Per non tralasciare, last but not least, l’enormità dei fattori di competizione per l’intero comparto produttivo-industriale nostrano che la buona informazione si deve incaricare di indagare ed illustrare, anche nella crudezza con cui si manifestano: vedi l’emigrazione dei giovani ‘skillati’ che non sono più attratti dalla qualità delle nostre piccole imprese, ma soprattutto vedi la re-visione dell’ideologia venetista del ‘piccolo è bello’ squadernata dal neoPresidente di Confindustria Veneto, Enrico Carraro, nell’intervista al Foglio di giovedì 19 dicembre cm.

Insomma, per concludere: è di nuovo tempo che i giornalisti, per usare le parole di un loro collega, pubblicate in un post, si impegno a ‘raccontare cittadini che ogni giorno tengono su questo paese nella scuola, nelle imprese, nella chiesa, nella società’ ; Daniele Ferrazza aggiunge con amarezza che (fare ciò) ‘ è evidentemente troppo difficile. Meglio ricorrere ai sottopancia della politica, sempre disponibili e dall’eloquio fluente. E fare gli accomodanti giornalisti divani, proni a tutti colori. Comodi salotti’.
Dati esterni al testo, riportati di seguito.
//! Character cursor shared by the date, duration and interval grammars.
//!
//! A cursor is a borrowed source plus a byte position. It is `Copy`, so a
//! grammar can look ahead by cloning and commit by assignment.

use crate::error::{Construct, IsoError};

/// The Unicode minus sign, accepted wherever an ASCII `-` sign is.
pub(crate) const MINUS_SIGN: char = '\u{2212}';

#[derive(Debug, Clone, Copy)]
pub(crate) struct Cursor<'a> {
    src: &'a str,
    pos: usize,
    stop: Option<char>,
}

impl<'a> Cursor<'a> {
    pub(crate) fn new(src: &'a str) -> Self {
        Self {
            src,
            pos: 0,
            stop: None,
        }
    }

    /// Start at `pos`, clamped to a char boundary inside `src`.
    pub(crate) fn at(src: &'a str, pos: usize) -> Self {
        let mut pos = pos.min(src.len());
        while !src.is_char_boundary(pos) {
            pos -= 1;
        }
        Self {
            src,
            pos,
            stop: None,
        }
    }

    /// Treat `stop` as end of input.
    pub(crate) fn with_stop(mut self, stop: Option<char>) -> Self {
        self.stop = stop;
        self
    }

    /// Next char, or `None` at end of input or at the stop char.
    pub(crate) fn peek(&self) -> Option<char> {
        self.raw_peek().filter(|c| Some(*c) != self.stop)
    }

    /// Char `n` positions ahead, with the stop char ending the lookahead.
    pub(crate) fn peek_nth(&self, n: usize) -> Option<char> {
        let mut chars = self.src[self.pos..].chars();
        for _ in 0..n {
            match chars.next() {
                Some(c) if Some(c) != self.stop => {}
                _ => return None,
            }
        }
        chars.next().filter(|c| Some(*c) != self.stop)
    }

    /// Next char ignoring the stop char.
    pub(crate) fn raw_peek(&self) -> Option<char> {
        self.src[self.pos..].chars().next()
    }

    pub(crate) fn bump(&mut self) -> Option<char> {
        let c = self.raw_peek()?;
        self.pos += c.len_utf8();
        Some(c)
    }

    /// Consume `c` if it is next.
    pub(crate) fn eat(&mut self, c: char) -> bool {
        if self.peek() == Some(c) {
            self.pos += c.len_utf8();
            true
        } else {
            false
        }
    }

    pub(crate) fn eat_digit(&mut self) -> Option<u32> {
        let d = self.peek()?.to_digit(10)?;
        self.pos += 1;
        Some(d)
    }

    pub(crate) fn is_done(&self) -> bool {
        self.peek().is_none()
    }

    pub(crate) fn parsed(&self) -> &'a str {
        &self.src[..self.pos]
    }

    /// Char column of the cursor.
    pub(crate) fn column(&self) -> usize {
        self.parsed().chars().count()
    }

    pub(crate) fn unexpected(&self, construct: Construct) -> IsoError {
        IsoError::UnexpectedCharacter {
            construct,
            parsed: self.parsed().to_string(),
            found: self.raw_peek(),
            column: self.column(),
        }
    }

    pub(crate) fn unbalanced(&self, construct: Construct) -> IsoError {
        IsoError::UnbalancedSeparators {
            construct,
            parsed: self.parsed().to_string(),
            found: self.raw_peek(),
            column: self.column(),
        }
    }
}
//! Image registry access and latest-image selection.
//!
//! - [`ImageRegistry`] lists a repository's tagged images one page at a time
//! - [`latest_tagged_image`] walks every page and keeps the newest push
//! - [`ImageCoordinates`] splits a container image reference into the parts
//!   needed to look it up and to rebuild it with a new tag

pub mod ecr;

use async_trait::async_trait;
use chrono::{DateTime, Utc};
use serde::Serialize;
use tracing::debug;

use crate::error::RegistryError;

pub use ecr::{EcrClient, EcrConfig};

/// One image in a repository.
#[derive(Debug, Clone, PartialEq, Eq, Serialize)]
pub struct ImageDescriptor {
    /// Repository the image belongs to
    pub repository: String,
    /// Tags pointing at this image, in registry order
    pub tags: Vec<String>,
    /// When the image was pushed
    pub pushed_at: DateTime<Utc>,
    /// Content digest, if reported
    pub digest: Option<String>,
}

impl ImageDescriptor {
    /// The tag used when redeploying this image.
    #[must_use]
    pub fn primary_tag(&self) -> Option<&str> {
        self.tags.first().map(String::as_str)
    }
}

/// One page of a repository listing.
#[derive(Debug, Clone, Default)]
pub struct ImagePage {
    /// Images on this page
    pub images: Vec<ImageDescriptor>,
    /// Token for the next page, `None` on the last page
    pub next_token: Option<String>,
}

/// A registry that can list tagged images.
#[async_trait]
pub trait ImageRegistry: Send + Sync {
    /// Fetch one page of tagged images for a repository.
    async fn list_tagged_images(
        &self,
        repository: &str,
        next_token: Option<String>,
    ) -> Result<ImagePage, RegistryError>;
}

/// Pick the most recently pushed image.
///
/// Ties keep the earliest image in iteration order.
pub fn select_latest<I>(images: I) -> Option<ImageDescriptor>
where
    I: IntoIterator<Item = ImageDescriptor>,
{
    images.into_iter().fold(None, |latest, image| match latest {
        Some(current) if image.pushed_at <= current.pushed_at => Some(current),
        _ => Some(image),
    })
}

/// Walk every page of a repository and return its newest tagged image.
///
/// Returns `Ok(None)` when the repository holds no tagged images.
pub async fn latest_tagged_image(
    registry: &dyn ImageRegistry,
    repository: &str,
) -> Result<Option<ImageDescriptor>, RegistryError> {
    let mut latest: Option<ImageDescriptor> = None;
    let mut next_token = None;
    let mut pages = 0_usize;

    loop {
        let page = registry.list_tagged_images(repository, next_token).await?;
        pages += 1;

        latest = select_latest(latest.into_iter().chain(page.images));

        match page.next_token {
            Some(token) => next_token = Some(token),
            None => break,
        }
    }

    debug!(repository = %repository, pages, found = latest.is_some(), "Scanned registry");
    Ok(latest)
}

/// Registry prefix and repository name parsed from an image reference.
#[derive(Debug, Clone, PartialEq, Eq)]
pub struct ImageCoordinates {
    /// Everything before the repository (host and any leading path)
    pub registry: String,
    /// Last two path segments
    pub repository: String,
}

impl ImageCoordinates {
    /// Parse an image reference such as
    /// `123456789012.dkr.ecr.ap-south-1.amazonaws.com/team/app:1.4.2`.
    ///
    /// The digest and tag are dropped. A `:` followed by a path (a registry
    /// port) is not treated as a tag.
    #[must_use]
    pub fn parse(image: &str) -> Self {
        let without_digest = image.split_once('@').map_or(image, |(name, _)| name);
        let name = match without_digest.rsplit_once(':') {
            Some((name, tag)) if !tag.contains('/') => name,
            _ => without_digest,
        };

        let parts: Vec<&str> = name.split('/').collect();
        let split = parts.len().saturating_sub(2);

        Self {
            registry: parts[..split].join("/"),
            repository: parts[split..].join("/"),
        }
    }

    /// Build a full image reference for the given tag.
    #[must_use]
    pub fn image_with_tag(&self, tag: &str) -> String {
        if self.registry.is_empty() {
            format!("{}:{tag}", self.repository)
        } else {
            format!("{}/{}:{tag}", self.registry, self.repository)
        }
    }
}
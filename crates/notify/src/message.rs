//! Alert message contract shared by all channels.

use serde::{Deserialize, Serialize};

/// Placeholder for labels the alert did not carry.
pub const NOT_AVAILABLE: &str = "N/A";

/// One alert item, flattened to the fields a chat message shows.
#[derive(Debug, Clone, PartialEq, Eq, Serialize, Deserialize)]
pub struct AlertMessage {
    /// Upstream status ("firing", "resolved", ...)
    pub status: String,
    /// Priority label, `N/A` when absent
    pub priority: String,
    /// Pod the alert refers to
    pub pod: String,
    /// Namespace the alert refers to
    pub namespace: String,
    /// Human-readable description annotation
    pub description: String,
    /// Enrichment output, empty when the alert was not enriched
    pub enriched_data: String,
}

impl AlertMessage {
    /// Check if this message reports a resolved alert.
    #[must_use]
    pub fn is_resolved(&self) -> bool {
        self.status == "resolved"
    }

    /// Slack attachment color: `good` for resolved alerts, `danger` otherwise.
    #[must_use]
    pub fn color(&self) -> &'static str {
        if self.is_resolved() {
            "good"
        } else {
            "danger"
        }
    }

    /// Render the message body.
    #[must_use]
    pub fn text(&self) -> String {
        format!(
            "Alert: {}\nStatus: {}\nPriority: {}\nPod: {}\nNamespace: {}\nEnriched Data: {}",
            self.description,
            self.status,
            self.priority,
            self.pod,
            self.namespace,
            self.enriched_data
        )
    }
}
Noi siamo meno pessimisti e confidiamo che gli strumenti della comunicazione digitale a disposizione, gli spazi di mercato per un’informazione di qualità, le esperienze innovative sia delle grandi testati che – soprattutto nelle realtà territoriali – delle piccole e coraggiose iniziative editoriali, consentano di immettere nel discorso pubblico una nuova freschezza di contenuti, l’originalità di nuovi format, l’attrattività di un approccio critico che coniughi la denuncia con il rigoroso fact checking, l’inchiesta e la documentazione con la serietà delle fonti, la vivacità del linguaggio con il rispetto dei ‘clienti’.

Crediamo altresì, e ne parleremo prossimamente, che nell’ambito del processo di rinnovamento auspicato, una funzione di arricchimento del pluralismo delle voci e per l’emersione di fatti e temi collegati al cambiamento culturali ed alla trasformazione sociale e politica in atto, possa essere interpretata dal civic journalism.